§ Problem description
Exactly as they stand, write out all of the entries again.
##### Raw data
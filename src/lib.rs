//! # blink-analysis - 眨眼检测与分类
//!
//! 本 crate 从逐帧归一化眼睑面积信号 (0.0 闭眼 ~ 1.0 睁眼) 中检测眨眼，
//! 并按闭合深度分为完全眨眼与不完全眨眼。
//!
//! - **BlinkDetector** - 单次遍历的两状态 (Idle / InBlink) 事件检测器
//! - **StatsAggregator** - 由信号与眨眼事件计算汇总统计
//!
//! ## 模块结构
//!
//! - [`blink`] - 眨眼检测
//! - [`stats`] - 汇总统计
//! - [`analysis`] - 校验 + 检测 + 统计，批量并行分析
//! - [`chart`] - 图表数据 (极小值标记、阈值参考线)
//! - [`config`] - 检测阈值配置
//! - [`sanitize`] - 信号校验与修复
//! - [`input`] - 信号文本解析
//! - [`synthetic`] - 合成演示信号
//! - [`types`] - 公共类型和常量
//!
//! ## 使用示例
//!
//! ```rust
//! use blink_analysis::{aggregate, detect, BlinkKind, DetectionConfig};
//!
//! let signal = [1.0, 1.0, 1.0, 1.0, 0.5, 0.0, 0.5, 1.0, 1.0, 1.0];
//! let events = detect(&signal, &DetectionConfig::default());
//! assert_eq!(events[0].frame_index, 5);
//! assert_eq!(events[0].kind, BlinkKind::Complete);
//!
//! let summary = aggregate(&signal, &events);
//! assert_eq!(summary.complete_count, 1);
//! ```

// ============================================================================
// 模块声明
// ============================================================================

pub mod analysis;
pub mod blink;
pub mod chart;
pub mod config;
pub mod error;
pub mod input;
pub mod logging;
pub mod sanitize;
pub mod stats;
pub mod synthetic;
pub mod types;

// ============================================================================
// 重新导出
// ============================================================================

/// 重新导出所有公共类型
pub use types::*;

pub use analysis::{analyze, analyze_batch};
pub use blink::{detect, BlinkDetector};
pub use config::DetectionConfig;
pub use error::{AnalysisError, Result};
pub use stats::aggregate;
##########
§ Response to the task
filename src/lib.rs
//! # blink-analysis - 眨眼检测与分类
//!
//! 本 crate 从逐帧归一化眼睑面积信号 (0.0 闭眼 ~ 1.0 睁眼) 中检测眨眼，
//! 并按闭合深度分为完全眨眼与不完全眨眼。
//!
//! - **BlinkDetector** - 单次遍历的两状态 (Idle / InBlink) 事件检测器
//! - **StatsAggregator** - 由信号与眨眼事件计算汇总统计
//!
//! ## 模块结构
//!
//! - [`blink`] - 眨眼检测
//! - [`stats`] - 汇总统计
//! - [`analysis`] - 校验 + 检测 + 统计，批量并行分析
//! - [`chart`] - 图表数据 (极小值标记、阈值参考线)
//! - [`config`] - 检测阈值配置
//! - [`sanitize`] - 信号校验与修复
//! - [`input`] - 信号文本解析
//! - [`synthetic`] - 合成演示信号
//! - [`types`] - 公共类型和常量
//!
//! ## 使用示例
//!
//! ```rust
//! use blink_analysis::{aggregate, detect, BlinkKind, DetectionConfig};
//!
//! let signal = [1.0, 1.0, 1.0, 1.0, 0.5, 0.0, 0.5, 1.0, 1.0, 1.0];
//! let events = detect(&signal, &DetectionConfig::default());
//! assert_eq!(events[0].frame_index, 5);
//! assert_eq!(events[0].kind, BlinkKind::Complete);
//!
//! let summary = aggregate(&signal, &events);
//! assert_eq!(summary.complete_count, 1);
//! ```

// ============================================================================
// 模块声明
// ============================================================================

pub mod analysis;
pub mod blink;
pub mod chart;
pub mod config;
pub mod error;
pub mod input;
pub mod logging;
pub mod sanitize;
pub mod stats;
pub mod synthetic;
pub mod types;

// ============================================================================
// 重新导出
// ============================================================================

/// 重新导出所有公共类型
pub use types::*;

pub use analysis::{analyze, analyze_batch};
pub use blink::{detect, BlinkDetector};
pub use config::DetectionConfig;
pub use error::{AnalysisError, Result};
pub use stats::aggregate;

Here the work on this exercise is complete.